A Snapshot of San Diego’s Innovation Economy

Xconomy San Diego — 

San Diego’s spirit of entrepreneurship remained resilient in 2008, despite a credit crisis that precipitated one of the worst financial periods in U.S. history, according to Connect, a San Diego nonprofit group that promotes technology innovation and entrepreneurship.

Connect says 73 new technology companies were started in the San Diego area during the last three months of 2008. That’s a 58 percent drop from the 149 startups that Connect counted in the last three months of 2007, and a 29 percent decline from the preceding quarter. But as Connect noted in a report issued today, it’s still significant considering the nationwide financial turmoil that worsened dramatically in September.

Of the 73 new startups in the region, 23 are software developers, 22 are life sciences companies, and 13 specialize in communications technologies.

Connect prepares a report on San Diego’s innovation economy each quarter in partnership with the National University System Institute for Policy Research, UC San Diego Extension, PricewaterhouseCoopers and the Procopio law firm. Among other findings in the report:

—San Diego technology companies submitted 1,376 patent applications during the quarter, a 10 percent rise compared to the fourth quarter of 2007.

—Data from PricewaterhouseCoopers shows venture capital firms invested $205 million in 24 local technology startups during the quarter, a 58 percent decline from the same quarter last year.

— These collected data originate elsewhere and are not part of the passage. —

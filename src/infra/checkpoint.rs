// ============================================================
// Layer 6 - Checkpoint Manager
// ============================================================
// Saves and restores training state with Burn's file recorders.
//
// What gets saved per epoch:
//   1. model_epoch_{n}.mpk.gz  - model parameters (state_dict)
//   2. optim_epoch_{n}.mpk.gz  - Adam moments per parameter
//   3. checkpoint.json         - CheckpointState: epoch, the two
//                                record names, best_val_loss
//
// Alongside, once per run or on improvement:
//   best_model.mpk.gz          - weights with the lowest val loss
//   train_config.json          - hyperparameters / architecture
//   label_map.json             - category <-> index mapping
//
// checkpoint.json is written to a temp file and renamed, so a
// crash mid-save leaves the previous pointer intact.
//
// Checkpoint records use full precision so a resumed run
// continues from exactly the saved parameters.

use anyhow::{Context, Result};
use std::{
    fs,
    path::{Path, PathBuf},
};
use burn::{
    module::AutodiffModule,
    optim::Optimizer,
    prelude::*,
    record::{FullPrecisionSettings, NamedMpkGzFileRecorder, Recorder},
    tensor::backend::AutodiffBackend,
};
use serde::{Deserialize, Serialize};

use crate::application::train_use_case::TrainConfig;
use crate::domain::label_map::LabelMap;
use crate::ml::model::PointCloudClassifier;

type CheckpointRecorder = NamedMpkGzFileRecorder<FullPrecisionSettings>;

const STATE_FILE:     &str = "checkpoint.json";
const CONFIG_FILE:    &str = "train_config.json";
const LABEL_MAP_FILE: &str = "label_map.json";
const BEST_MODEL:     &str = "best_model";
const RECORD_EXT:     &str = "mpk.gz";

/// Pointer to the latest saved epoch.
#[derive(Debug, Clone, PartialEq, Serialize, Deserialize)]
pub struct CheckpointState {
    /// Last completed epoch (1-based)
    pub epoch: usize,

    /// Record name of the model parameters, relative to the checkpoint dir
    pub state_dict: String,

    /// Record name of the optimizer state, relative to the checkpoint dir
    pub optimizer: String,

    /// Lowest validation loss seen so far; None until one is finite
    pub best_val_loss: Option<f64>,

    /// Epoch that produced best_val_loss
    #[serde(default)]
    pub best_epoch: Option<usize>,
}

/// Manages saving and loading of checkpoints in one directory.
pub struct CheckpointManager {
    dir: PathBuf,
}

impl CheckpointManager {
    /// Nothing is created on disk until the first save.
    pub fn new(dir: impl Into<PathBuf>) -> Self {
        Self { dir: dir.into() }
    }

    pub fn dir(&self) -> &Path {
        &self.dir
    }

    fn ensure_dir(&self) -> Result<()> {
        fs::create_dir_all(&self.dir)
            .with_context(|| format!("Cannot create checkpoint dir '{}'", self.dir.display()))
    }

    fn record_path(&self, name: &str) -> PathBuf {
        self.dir.join(name)
    }

    fn record_exists(&self, name: &str) -> bool {
        self.dir.join(format!("{name}.{RECORD_EXT}")).is_file()
    }

    // ─── Epoch checkpoints ────────────────────────────────────────────────────

    /// Save model and optimizer for `epoch` and move the checkpoint
    /// pointer to it.
    pub fn save<B, O>(
        &self,
        epoch:         usize,
        model:         &PointCloudClassifier<B>,
        optim:         &O,
        best_val_loss: Option<f64>,
        best_epoch:    Option<usize>,
    ) -> Result<CheckpointState>
    where
        B: AutodiffBackend,
        O: Optimizer<PointCloudClassifier<B>, B>,
    {
        self.ensure_dir()?;
        let recorder = CheckpointRecorder::new();

        let state = CheckpointState {
            epoch,
            state_dict: format!("model_epoch_{epoch}"),
            optimizer:  format!("optim_epoch_{epoch}"),
            best_val_loss,
            best_epoch,
        };

        let model_path = self.record_path(&state.state_dict);
        Recorder::<B>::record(&recorder, model.clone().into_record(), model_path.clone())
            .with_context(|| format!("Failed to save model to '{}'", model_path.display()))?;

        let optim_path = self.record_path(&state.optimizer);
        Recorder::<B>::record(&recorder, optim.to_record(), optim_path.clone())
            .with_context(|| format!("Failed to save optimizer to '{}'", optim_path.display()))?;

        self.write_state(&state)?;
        tracing::debug!("Saved checkpoint: epoch {}", epoch);
        Ok(state)
    }

    fn write_state(&self, state: &CheckpointState) -> Result<()> {
        let path = self.dir.join(STATE_FILE);
        let tmp  = self.dir.join(format!("{STATE_FILE}.tmp"));
        fs::write(&tmp, serde_json::to_string_pretty(state)?)
            .with_context(|| format!("Cannot write '{}'", tmp.display()))?;
        fs::rename(&tmp, &path)
            .with_context(|| format!("Cannot replace '{}'", path.display()))?;
        Ok(())
    }

    /// Read the checkpoint pointer.
    ///
    /// A missing checkpoint is not an error: it is logged and None is
    /// returned so callers can start from scratch.
    pub fn load_state(&self) -> Result<Option<CheckpointState>> {
        let path = self.dir.join(STATE_FILE);
        if !path.is_file() {
            tracing::warn!("No checkpoint found at '{}'", path.display());
            return Ok(None);
        }

        let json = fs::read_to_string(&path)
            .with_context(|| format!("Cannot read '{}'", path.display()))?;
        let state = serde_json::from_str(&json)
            .with_context(|| format!("Corrupt checkpoint pointer '{}'", path.display()))?;
        Ok(Some(state))
    }

    /// Restore model parameters recorded in `state`.
    pub fn load_model<B: Backend>(
        &self,
        model:  PointCloudClassifier<B>,
        state:  &CheckpointState,
        device: &B::Device,
    ) -> Result<PointCloudClassifier<B>> {
        self.load_model_record(model, &state.state_dict, device)
    }

    fn load_model_record<B: Backend>(
        &self,
        model:  PointCloudClassifier<B>,
        name:   &str,
        device: &B::Device,
    ) -> Result<PointCloudClassifier<B>> {
        let path = self.record_path(name);
        let record = Recorder::<B>::load(&CheckpointRecorder::new(), path.clone(), device)
            .with_context(|| {
                format!("Cannot load model '{}'. Does it match the saved config?", path.display())
            })?;
        model
            .load_record_checked(record)
            .with_context(|| format!("Model '{}' does not match the saved config", path.display()))
    }

    /// Restore optimizer state recorded in `state`.
    pub fn load_optimizer<B, O>(
        &self,
        optim:  O,
        state:  &CheckpointState,
        device: &B::Device,
    ) -> Result<O>
    where
        B: AutodiffBackend,
        O: Optimizer<PointCloudClassifier<B>, B>,
    {
        let path = self.record_path(&state.optimizer);
        let record: O::Record = Recorder::<B>::load(&CheckpointRecorder::new(), path.clone(), device)
            .with_context(|| format!("Cannot load optimizer state '{}'", path.display()))?;
        Ok(optim.load_record(record))
    }

    // ─── Best model ───────────────────────────────────────────────────────────

    /// Save the current weights as the best model so far. Only the
    /// inner (non-autodiff) module is recorded.
    pub fn save_best<B: AutodiffBackend>(&self, model: &PointCloudClassifier<B>) -> Result<()> {
        self.ensure_dir()?;
        let path = self.record_path(BEST_MODEL);
        Recorder::<B::InnerBackend>::record(
            &CheckpointRecorder::new(),
            model.valid().into_record(),
            path.clone(),
        )
        .with_context(|| format!("Failed to save best model to '{}'", path.display()))?;
        Ok(())
    }

    /// True once a best model has been saved.
    pub fn has_best(&self) -> bool {
        self.record_exists(BEST_MODEL)
    }

    /// Weights for inference: the best model when one was saved,
    /// otherwise the latest epoch.
    pub fn load_inference_model<B: Backend>(
        &self,
        model:  PointCloudClassifier<B>,
        device: &B::Device,
    ) -> Result<PointCloudClassifier<B>> {
        if self.has_best() {
            tracing::info!("Loading best model from '{}'", self.dir.display());
            return self.load_model_record(model, BEST_MODEL, device);
        }
        match self.load_state()? {
            Some(state) => {
                tracing::info!("No best model saved, loading epoch {}", state.epoch);
                self.load_model(model, &state, device)
            }
            None => anyhow::bail!(
                "No trained model in '{}'. Have you run 'train' first?",
                self.dir.display()
            ),
        }
    }

    // ─── Config and labels ────────────────────────────────────────────────────

    /// Save the training configuration so inference can rebuild the
    /// same architecture.
    pub fn save_config(&self, cfg: &TrainConfig) -> Result<()> {
        self.ensure_dir()?;
        let path = self.dir.join(CONFIG_FILE);
        fs::write(&path, serde_json::to_string_pretty(cfg)?)
            .with_context(|| format!("Cannot write config to '{}'", path.display()))?;
        tracing::debug!("Saved training config to '{}'", path.display());
        Ok(())
    }

    /// True once a training run has written its config here.
    pub fn has_config(&self) -> bool {
        self.dir.join(CONFIG_FILE).is_file()
    }

    /// Read back the config saved by `save_config`.
    pub fn load_config(&self) -> Result<TrainConfig> {
        let path = self.dir.join(CONFIG_FILE);
        let json = fs::read_to_string(&path).with_context(|| {
            format!(
                "Cannot read config from '{}'. Make sure you have run 'train' first.",
                path.display()
            )
        })?;
        Ok(serde_json::from_str(&json)?)
    }

    /// Persist the category <-> index mapping used for training.
    pub fn save_label_map(&self, label_map: &LabelMap) -> Result<()> {
        self.ensure_dir()?;
        let path = self.dir.join(LABEL_MAP_FILE);
        fs::write(&path, serde_json::to_string_pretty(label_map)?)
            .with_context(|| format!("Cannot write label map to '{}'", path.display()))?;
        Ok(())
    }

    /// True if a label map was saved, whether or not it parses.
    pub fn has_label_map(&self) -> bool {
        self.dir.join(LABEL_MAP_FILE).is_file()
    }

    /// Read back the label map. A file that exists but does not
    /// parse is an error.
    pub fn load_label_map(&self) -> Result<LabelMap> {
        let path = self.dir.join(LABEL_MAP_FILE);
        let json = fs::read_to_string(&path)
            .with_context(|| format!("Cannot read label map from '{}'", path.display()))?;
        serde_json::from_str(&json)
            .with_context(|| format!("Invalid label map '{}'", path.display()))
    }
}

That’s comparable to what we reported in January.

—A total of 299 technology startups were created throughout the year in 2008, an 18 percent decline from 2007, when 367 new innovative companies were launched.

While new company formation has declined, periods of economic decline often spur even more innovation, according to a statement included in the report from Kelly Cunningham, Economist and Senior Fellow at the National University System Institute for Policy Research.

“Despite these challenging times, new business creation may actually gain momentum in months ahead as more workers become unemployed,” Cunningham says. “Established firms tend to cut back on their own growth investments during a downturn and abandon promising growth opportunities too fast, focusing instead on defending their own established core activities.”

The San Diego startup community hasn’t been immune from to the effects of the financial crisis. Ask Poway-based ISE Corp. about the difficulties of securing financing in the midst of a crisis. In an anecdote recounted in the report by Dave Morash, ISE’s chief financial officer, the maker of hybrid-electric systems for buses and trucks had $25 million in financing arranged on a Friday in September. Merrill Lynch had agreed to contribute $7.5 million, but after Bank of America acquired Merrill that weekend, ISE ended up with $17.5 million instead.

Despite the bad economic news, recessions may actually spur risk-taking and innovation. Microsoft Corp. and Hewlett-Packard Co. were famously started during recessions. As Austrian economist Joseph Schumpeter put it, a recession acts as a good, cold shower for an economy, releasing capital from unproductive enterprises.